— PROBLEM TO WORK ON —
Show every line of the material that follows in which the word "Sets" occurs.

— DATA EXCERPTS —
********

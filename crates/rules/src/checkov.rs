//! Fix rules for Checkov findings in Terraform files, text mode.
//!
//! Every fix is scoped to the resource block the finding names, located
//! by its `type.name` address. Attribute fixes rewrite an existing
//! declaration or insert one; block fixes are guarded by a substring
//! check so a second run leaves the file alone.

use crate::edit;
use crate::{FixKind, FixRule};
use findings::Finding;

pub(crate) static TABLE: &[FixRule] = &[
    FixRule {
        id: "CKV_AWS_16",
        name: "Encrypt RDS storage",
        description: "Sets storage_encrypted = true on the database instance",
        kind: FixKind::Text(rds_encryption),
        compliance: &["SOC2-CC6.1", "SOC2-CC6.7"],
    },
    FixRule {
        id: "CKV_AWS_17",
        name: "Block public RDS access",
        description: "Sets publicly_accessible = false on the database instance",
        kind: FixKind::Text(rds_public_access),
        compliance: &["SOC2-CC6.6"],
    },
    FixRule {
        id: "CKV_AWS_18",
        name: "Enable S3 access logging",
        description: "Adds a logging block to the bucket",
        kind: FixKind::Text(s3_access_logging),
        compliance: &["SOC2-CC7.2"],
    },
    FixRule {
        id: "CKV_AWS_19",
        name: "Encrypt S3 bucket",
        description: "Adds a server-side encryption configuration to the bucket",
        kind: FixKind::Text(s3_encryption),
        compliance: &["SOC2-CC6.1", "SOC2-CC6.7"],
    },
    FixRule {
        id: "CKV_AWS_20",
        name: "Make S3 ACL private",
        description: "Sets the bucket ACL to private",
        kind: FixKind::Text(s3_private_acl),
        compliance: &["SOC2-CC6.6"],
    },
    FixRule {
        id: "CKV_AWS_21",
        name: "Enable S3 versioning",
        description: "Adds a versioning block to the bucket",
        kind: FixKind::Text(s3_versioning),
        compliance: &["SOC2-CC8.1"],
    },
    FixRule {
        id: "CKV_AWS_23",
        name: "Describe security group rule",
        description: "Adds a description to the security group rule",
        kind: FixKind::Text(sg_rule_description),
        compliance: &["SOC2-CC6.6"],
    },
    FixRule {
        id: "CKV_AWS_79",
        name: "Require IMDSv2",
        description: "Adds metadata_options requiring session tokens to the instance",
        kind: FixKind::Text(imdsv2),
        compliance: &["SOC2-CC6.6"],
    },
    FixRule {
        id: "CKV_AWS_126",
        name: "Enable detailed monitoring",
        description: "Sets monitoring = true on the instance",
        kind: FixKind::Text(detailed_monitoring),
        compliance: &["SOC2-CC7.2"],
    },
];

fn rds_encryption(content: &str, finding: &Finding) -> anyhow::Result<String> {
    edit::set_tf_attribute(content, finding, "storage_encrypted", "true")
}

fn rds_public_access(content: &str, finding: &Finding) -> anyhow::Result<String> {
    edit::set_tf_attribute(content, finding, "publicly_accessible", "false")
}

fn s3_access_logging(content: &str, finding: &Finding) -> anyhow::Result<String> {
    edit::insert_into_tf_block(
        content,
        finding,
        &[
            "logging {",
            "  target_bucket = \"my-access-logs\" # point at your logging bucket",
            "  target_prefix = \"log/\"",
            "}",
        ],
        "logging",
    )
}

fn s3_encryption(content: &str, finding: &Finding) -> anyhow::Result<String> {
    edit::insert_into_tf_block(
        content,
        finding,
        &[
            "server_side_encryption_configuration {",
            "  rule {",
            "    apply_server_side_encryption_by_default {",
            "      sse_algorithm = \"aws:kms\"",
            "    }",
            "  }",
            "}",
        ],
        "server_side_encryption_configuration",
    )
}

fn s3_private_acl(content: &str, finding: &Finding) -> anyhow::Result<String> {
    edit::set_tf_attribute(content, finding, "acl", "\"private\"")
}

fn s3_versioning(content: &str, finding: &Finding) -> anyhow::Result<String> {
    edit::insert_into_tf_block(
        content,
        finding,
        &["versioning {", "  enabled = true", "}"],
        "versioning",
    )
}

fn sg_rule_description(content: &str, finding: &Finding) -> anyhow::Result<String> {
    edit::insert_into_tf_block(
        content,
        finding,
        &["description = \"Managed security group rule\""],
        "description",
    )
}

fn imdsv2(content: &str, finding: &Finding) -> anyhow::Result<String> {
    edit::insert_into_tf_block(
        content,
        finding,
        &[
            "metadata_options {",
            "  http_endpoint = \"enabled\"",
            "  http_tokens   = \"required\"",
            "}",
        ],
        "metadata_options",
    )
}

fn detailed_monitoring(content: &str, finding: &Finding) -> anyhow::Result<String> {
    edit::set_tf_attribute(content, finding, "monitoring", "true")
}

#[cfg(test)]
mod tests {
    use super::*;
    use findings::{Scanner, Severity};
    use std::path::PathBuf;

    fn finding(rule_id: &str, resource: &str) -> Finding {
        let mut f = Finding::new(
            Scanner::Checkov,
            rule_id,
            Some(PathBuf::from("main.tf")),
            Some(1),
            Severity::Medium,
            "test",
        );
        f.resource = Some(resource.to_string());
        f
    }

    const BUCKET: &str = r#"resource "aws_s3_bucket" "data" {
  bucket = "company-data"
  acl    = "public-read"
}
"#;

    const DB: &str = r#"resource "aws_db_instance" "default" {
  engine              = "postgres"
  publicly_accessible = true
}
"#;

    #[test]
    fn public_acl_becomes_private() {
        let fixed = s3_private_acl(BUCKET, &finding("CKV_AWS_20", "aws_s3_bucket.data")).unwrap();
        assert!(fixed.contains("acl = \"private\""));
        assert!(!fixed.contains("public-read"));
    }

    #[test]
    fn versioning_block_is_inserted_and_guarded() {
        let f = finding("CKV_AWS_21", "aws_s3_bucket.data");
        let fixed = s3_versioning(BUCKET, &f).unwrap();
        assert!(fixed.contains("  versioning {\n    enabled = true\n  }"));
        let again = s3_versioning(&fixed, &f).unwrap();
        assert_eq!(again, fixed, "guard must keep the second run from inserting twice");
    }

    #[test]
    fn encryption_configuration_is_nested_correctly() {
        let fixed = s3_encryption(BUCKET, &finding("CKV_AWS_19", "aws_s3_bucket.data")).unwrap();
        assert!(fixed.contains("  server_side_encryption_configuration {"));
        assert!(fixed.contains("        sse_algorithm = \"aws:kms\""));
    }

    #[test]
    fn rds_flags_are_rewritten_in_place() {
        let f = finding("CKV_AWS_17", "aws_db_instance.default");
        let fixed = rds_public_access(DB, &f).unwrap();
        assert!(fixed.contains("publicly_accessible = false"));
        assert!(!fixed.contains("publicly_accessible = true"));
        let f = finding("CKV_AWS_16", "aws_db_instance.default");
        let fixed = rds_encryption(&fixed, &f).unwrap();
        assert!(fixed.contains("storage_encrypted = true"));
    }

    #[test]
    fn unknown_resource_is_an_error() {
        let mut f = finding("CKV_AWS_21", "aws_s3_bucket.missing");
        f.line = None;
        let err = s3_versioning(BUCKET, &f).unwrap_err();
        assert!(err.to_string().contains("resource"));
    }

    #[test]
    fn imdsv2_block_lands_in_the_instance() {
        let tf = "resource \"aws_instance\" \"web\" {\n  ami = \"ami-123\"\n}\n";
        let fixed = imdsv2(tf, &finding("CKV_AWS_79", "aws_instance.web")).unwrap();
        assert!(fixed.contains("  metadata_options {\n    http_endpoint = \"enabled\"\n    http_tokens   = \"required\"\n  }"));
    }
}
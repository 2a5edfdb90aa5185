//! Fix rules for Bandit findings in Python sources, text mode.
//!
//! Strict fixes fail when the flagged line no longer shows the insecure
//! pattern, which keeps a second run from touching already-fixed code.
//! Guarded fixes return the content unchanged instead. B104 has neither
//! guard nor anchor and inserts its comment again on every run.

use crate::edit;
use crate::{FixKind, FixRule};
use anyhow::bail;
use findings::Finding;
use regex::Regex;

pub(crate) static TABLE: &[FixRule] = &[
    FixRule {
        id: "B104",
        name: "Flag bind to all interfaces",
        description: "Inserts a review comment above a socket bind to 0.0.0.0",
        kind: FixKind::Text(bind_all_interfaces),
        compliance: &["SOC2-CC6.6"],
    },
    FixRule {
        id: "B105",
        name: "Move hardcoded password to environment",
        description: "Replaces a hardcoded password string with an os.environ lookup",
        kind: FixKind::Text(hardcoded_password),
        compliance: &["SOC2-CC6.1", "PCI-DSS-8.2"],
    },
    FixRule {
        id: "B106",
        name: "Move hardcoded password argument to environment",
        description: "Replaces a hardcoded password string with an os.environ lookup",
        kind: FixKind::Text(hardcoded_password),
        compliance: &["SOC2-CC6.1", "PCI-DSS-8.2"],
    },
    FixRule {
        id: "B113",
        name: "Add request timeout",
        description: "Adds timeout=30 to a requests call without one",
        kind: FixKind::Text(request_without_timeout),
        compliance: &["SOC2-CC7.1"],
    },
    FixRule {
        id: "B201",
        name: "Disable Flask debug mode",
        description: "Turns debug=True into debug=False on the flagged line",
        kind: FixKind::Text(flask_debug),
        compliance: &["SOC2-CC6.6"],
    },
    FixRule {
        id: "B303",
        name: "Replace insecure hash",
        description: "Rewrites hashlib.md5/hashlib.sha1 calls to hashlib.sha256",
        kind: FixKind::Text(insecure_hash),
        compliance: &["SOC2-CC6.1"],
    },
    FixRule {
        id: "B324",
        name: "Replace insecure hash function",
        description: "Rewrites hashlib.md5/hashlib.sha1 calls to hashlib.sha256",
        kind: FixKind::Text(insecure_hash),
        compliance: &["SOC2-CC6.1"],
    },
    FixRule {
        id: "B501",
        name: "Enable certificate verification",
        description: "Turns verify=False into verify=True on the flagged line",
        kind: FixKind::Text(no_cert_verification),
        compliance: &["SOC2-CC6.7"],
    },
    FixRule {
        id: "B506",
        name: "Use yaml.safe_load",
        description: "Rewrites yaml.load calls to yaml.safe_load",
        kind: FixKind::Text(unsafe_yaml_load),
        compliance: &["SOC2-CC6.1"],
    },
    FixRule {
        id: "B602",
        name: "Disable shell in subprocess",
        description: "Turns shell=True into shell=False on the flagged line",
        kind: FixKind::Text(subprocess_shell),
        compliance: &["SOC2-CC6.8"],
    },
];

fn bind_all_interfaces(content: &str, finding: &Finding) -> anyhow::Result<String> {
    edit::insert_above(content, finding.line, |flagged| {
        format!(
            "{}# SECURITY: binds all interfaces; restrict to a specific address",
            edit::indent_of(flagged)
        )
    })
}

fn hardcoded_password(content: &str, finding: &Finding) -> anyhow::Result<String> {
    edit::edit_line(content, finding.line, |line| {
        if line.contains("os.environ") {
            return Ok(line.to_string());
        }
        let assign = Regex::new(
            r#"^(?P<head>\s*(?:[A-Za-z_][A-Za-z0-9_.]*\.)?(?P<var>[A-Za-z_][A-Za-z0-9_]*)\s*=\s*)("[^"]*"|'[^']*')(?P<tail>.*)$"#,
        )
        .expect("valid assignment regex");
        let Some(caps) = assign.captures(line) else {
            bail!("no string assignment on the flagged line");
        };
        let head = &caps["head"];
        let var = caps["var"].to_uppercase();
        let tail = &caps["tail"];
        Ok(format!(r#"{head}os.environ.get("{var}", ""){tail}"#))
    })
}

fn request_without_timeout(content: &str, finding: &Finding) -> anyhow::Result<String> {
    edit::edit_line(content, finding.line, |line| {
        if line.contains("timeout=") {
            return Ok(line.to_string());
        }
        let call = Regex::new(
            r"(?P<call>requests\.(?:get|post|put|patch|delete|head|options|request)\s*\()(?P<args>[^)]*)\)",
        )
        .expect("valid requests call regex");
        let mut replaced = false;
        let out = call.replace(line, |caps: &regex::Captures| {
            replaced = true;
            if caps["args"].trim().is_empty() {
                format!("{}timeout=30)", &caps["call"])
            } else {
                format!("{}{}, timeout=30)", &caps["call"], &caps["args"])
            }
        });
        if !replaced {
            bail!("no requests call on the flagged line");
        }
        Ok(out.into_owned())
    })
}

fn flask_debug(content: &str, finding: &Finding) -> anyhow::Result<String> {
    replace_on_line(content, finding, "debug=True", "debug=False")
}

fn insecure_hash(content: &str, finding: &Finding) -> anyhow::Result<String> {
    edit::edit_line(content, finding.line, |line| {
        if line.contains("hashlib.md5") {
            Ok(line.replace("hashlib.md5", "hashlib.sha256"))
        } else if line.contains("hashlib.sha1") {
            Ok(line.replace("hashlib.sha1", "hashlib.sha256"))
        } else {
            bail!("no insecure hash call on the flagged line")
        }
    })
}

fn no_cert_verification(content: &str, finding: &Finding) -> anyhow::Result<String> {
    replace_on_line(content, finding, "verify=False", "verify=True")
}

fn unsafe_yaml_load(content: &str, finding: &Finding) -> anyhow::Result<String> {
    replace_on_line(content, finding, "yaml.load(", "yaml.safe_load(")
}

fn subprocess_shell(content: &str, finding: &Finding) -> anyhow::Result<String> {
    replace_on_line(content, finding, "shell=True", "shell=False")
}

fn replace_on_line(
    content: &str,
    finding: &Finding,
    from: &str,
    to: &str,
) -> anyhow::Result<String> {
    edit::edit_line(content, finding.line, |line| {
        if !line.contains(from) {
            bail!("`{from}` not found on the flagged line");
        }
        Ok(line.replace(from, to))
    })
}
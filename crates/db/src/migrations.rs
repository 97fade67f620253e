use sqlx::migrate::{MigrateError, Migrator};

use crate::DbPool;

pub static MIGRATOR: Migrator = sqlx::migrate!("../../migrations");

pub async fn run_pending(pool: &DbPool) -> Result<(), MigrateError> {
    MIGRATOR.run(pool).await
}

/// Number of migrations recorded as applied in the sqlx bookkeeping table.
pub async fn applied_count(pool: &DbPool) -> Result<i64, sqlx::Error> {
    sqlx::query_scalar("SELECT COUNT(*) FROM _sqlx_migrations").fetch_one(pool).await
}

********

— THE ANSWER —
        description: "Sets storage_encrypted = true on the database instance",
        description: "Sets publicly_accessible = false on the database instance",
        description: "Sets the bucket ACL to private",
        description: "Sets monitoring = true on the instance",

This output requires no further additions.